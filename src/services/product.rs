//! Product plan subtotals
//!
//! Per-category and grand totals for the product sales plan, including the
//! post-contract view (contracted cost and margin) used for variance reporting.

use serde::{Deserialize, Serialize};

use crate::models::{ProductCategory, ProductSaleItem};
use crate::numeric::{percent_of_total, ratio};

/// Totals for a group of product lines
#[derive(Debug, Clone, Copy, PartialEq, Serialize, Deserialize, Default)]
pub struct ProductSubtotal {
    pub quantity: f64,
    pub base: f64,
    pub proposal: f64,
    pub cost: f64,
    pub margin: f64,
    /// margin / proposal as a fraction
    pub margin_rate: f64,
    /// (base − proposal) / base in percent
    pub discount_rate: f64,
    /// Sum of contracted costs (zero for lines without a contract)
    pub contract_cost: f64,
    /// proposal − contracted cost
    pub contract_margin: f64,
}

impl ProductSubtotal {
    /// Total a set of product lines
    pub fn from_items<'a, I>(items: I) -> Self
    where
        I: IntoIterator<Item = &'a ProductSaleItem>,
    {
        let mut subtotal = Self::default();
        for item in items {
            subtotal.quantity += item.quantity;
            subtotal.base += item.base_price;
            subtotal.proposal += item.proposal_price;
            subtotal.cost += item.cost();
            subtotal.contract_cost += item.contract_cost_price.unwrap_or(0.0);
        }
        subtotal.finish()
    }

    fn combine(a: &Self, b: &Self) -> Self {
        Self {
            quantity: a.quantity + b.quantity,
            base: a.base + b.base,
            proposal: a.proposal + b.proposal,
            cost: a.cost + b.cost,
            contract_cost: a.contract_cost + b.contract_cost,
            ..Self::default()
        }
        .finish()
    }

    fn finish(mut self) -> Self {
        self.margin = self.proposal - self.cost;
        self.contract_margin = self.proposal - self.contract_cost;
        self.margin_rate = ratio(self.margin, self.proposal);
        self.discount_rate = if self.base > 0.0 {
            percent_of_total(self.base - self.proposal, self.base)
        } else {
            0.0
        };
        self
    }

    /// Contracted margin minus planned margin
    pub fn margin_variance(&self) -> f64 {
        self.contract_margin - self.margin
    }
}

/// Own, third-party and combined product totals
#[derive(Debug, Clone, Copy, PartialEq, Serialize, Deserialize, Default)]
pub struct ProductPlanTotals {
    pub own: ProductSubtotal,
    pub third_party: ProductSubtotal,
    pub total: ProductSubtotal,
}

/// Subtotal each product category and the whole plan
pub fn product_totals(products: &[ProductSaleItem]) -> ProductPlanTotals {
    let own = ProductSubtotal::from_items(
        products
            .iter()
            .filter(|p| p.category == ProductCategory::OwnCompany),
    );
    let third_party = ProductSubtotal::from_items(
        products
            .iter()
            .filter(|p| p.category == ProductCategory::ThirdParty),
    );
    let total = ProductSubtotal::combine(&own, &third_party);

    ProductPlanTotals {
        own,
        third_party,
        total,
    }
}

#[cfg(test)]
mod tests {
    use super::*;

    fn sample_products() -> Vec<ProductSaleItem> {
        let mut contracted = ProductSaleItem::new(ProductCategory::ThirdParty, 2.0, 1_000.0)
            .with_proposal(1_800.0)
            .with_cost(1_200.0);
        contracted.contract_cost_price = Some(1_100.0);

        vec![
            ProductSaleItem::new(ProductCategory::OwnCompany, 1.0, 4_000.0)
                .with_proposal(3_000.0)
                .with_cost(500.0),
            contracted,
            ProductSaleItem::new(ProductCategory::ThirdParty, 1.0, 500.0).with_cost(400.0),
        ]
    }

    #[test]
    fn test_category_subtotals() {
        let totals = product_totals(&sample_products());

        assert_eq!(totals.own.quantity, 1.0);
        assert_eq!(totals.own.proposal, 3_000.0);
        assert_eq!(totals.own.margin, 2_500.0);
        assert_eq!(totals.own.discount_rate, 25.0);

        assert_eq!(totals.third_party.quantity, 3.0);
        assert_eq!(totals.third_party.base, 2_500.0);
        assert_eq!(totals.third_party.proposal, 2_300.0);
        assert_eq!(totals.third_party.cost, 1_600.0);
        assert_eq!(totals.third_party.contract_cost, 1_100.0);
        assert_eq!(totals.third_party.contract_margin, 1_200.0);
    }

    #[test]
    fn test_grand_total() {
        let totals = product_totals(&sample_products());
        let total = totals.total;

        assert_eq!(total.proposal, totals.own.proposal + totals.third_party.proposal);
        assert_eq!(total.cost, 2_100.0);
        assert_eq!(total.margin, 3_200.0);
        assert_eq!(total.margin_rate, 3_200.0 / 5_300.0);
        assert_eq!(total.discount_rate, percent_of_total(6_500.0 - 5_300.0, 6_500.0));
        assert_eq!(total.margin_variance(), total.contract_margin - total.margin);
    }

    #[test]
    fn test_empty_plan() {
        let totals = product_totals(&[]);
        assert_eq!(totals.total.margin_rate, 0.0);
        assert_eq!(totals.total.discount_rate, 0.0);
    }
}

**To do:** Only a number is wanted here: the count of lines above that contain the word "ProductCategory".

**Exercise result:** 6